Il s’est avéré que les sources que je convoitais existaient, mais que je ne savais tout simplement pas où les trouver. J’aurais d’abord dû chercher dans les récits oraux autochtones, particulièrement ceux transmis par les personnes qui parlaient le hän (aujourd’hui les Tr’ondëk Hwëch’in), dont le territoire ancestral comprend les terres où allait s’élever Dawson. Ensuite, j’aurais dû consulter des journaux locaux de l’époque. Dans cette source, j’aurais pu concentrer mes recherches sur le chef Isaac, dirigeant charismatique des Tr’ondëk Hwëch’in. Et si j’avais porté attention à ces sources, je n’aurais pas répété les erreurs véhiculées par les récits coloniaux desquels ont été exclus les premiers habitants du Yukon.

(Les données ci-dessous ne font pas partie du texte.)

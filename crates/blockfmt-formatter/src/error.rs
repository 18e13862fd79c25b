//! Error types for blockfmt-formatter

pub type Result<T> = std::result::Result<T, Error>;

#[derive(Debug, thiserror::Error)]
pub enum Error {
    #[error("Formatter executable not found: {bin}")]
    NotFound {
        bin: String,
        install_instruction: String,
    },

    #[error("{name} failed ({}): {stderr}", exit_label(.code))]
    Process {
        name: String,
        code: Option<i32>,
        stderr: String,
    },

    #[error("{name} produced output that is not valid UTF-8")]
    InvalidOutput { name: String },

    #[error("Invalid unit header {header:?}: {source}")]
    UnitHeader {
        header: String,
        #[source]
        source: regex::Error,
    },

    #[error("IO error: {0}")]
    Io(#[from] std::io::Error),
}

fn exit_label(code: &Option<i32>) -> String {
    match code {
        Some(code) => format!("exit code {code}"),
        None => "terminated by signal".to_string(),
    }
}

impl Error {
    /// Guidance for installing the missing formatter, if this is a
    /// [`Error::NotFound`].
    pub fn install_instruction(&self) -> Option<&str> {
        match self {
            Error::NotFound {
                install_instruction,
                ..
            } => Some(install_instruction),
            _ => None,
        }
    }
}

Le chef Isaac a été nommé à la tête des Tr’ondëk Hwëch’in avant la ruée vers l’or. Les photos montrent un grand homme élégant aux pommettes saillantes et au sourire chaleureux. Son nom autochtone a été perdu au fil du temps, mais on sait que le nom « Isaac » lui a été donné par un évêque anglican, William Bompas. Dans les archives, il est simplement appelé « chef Isaac ». Une notice nécrologique parue dans l’Alaska Weekly le 15 avril 1932 décrit le chef Isaac comme « grand, mince, musclé et doté de proportions physiques supérieures à la moyenne ainsi que d’une grande intelligence ».
Dans la plupart des photos, le chef porte un mélange de vêtements autochtones et occidentaux : un manteau en peau de daim abondamment orné de franges et de broderies avec des pantalons en tissu. Né vers 1847, le chef Isaac a marié Eliza Harper, avec qui il a eu 13 enfants; seulement quatre d’entre eux ont survécu jusqu’à l’âge adulte, soit Fred, Charlie, Angela et Patricia, surnommée « princesse Patricia » parce c’était la fille du chef. La petite-fille du chef, Joy Isaac, se souvient que selon sa mère, son grand-père était « un bon guérisseur », vénéré par sa famille et par son peuple pour ses capacités de guérison et son aptitude pour la chasse.
Joy Isaac et ses proches ont récemment créé un site Web à la mémoire du chef. Ils y expliquent que leurs ancêtres chasseurs-cueilleurs dépendaient de la terre, de l’eau, des animaux et de l’air, avec lesquels ils entretenaient des liens importants. Pendant des siècles, ces ancêtres ont vécu au fil des saisons, cueillant des baies en automne, chassant en hiver et pêchant en été dans la vasière où un affluent particulièrement riche en saumon se jetait dans le fleuve Yukon.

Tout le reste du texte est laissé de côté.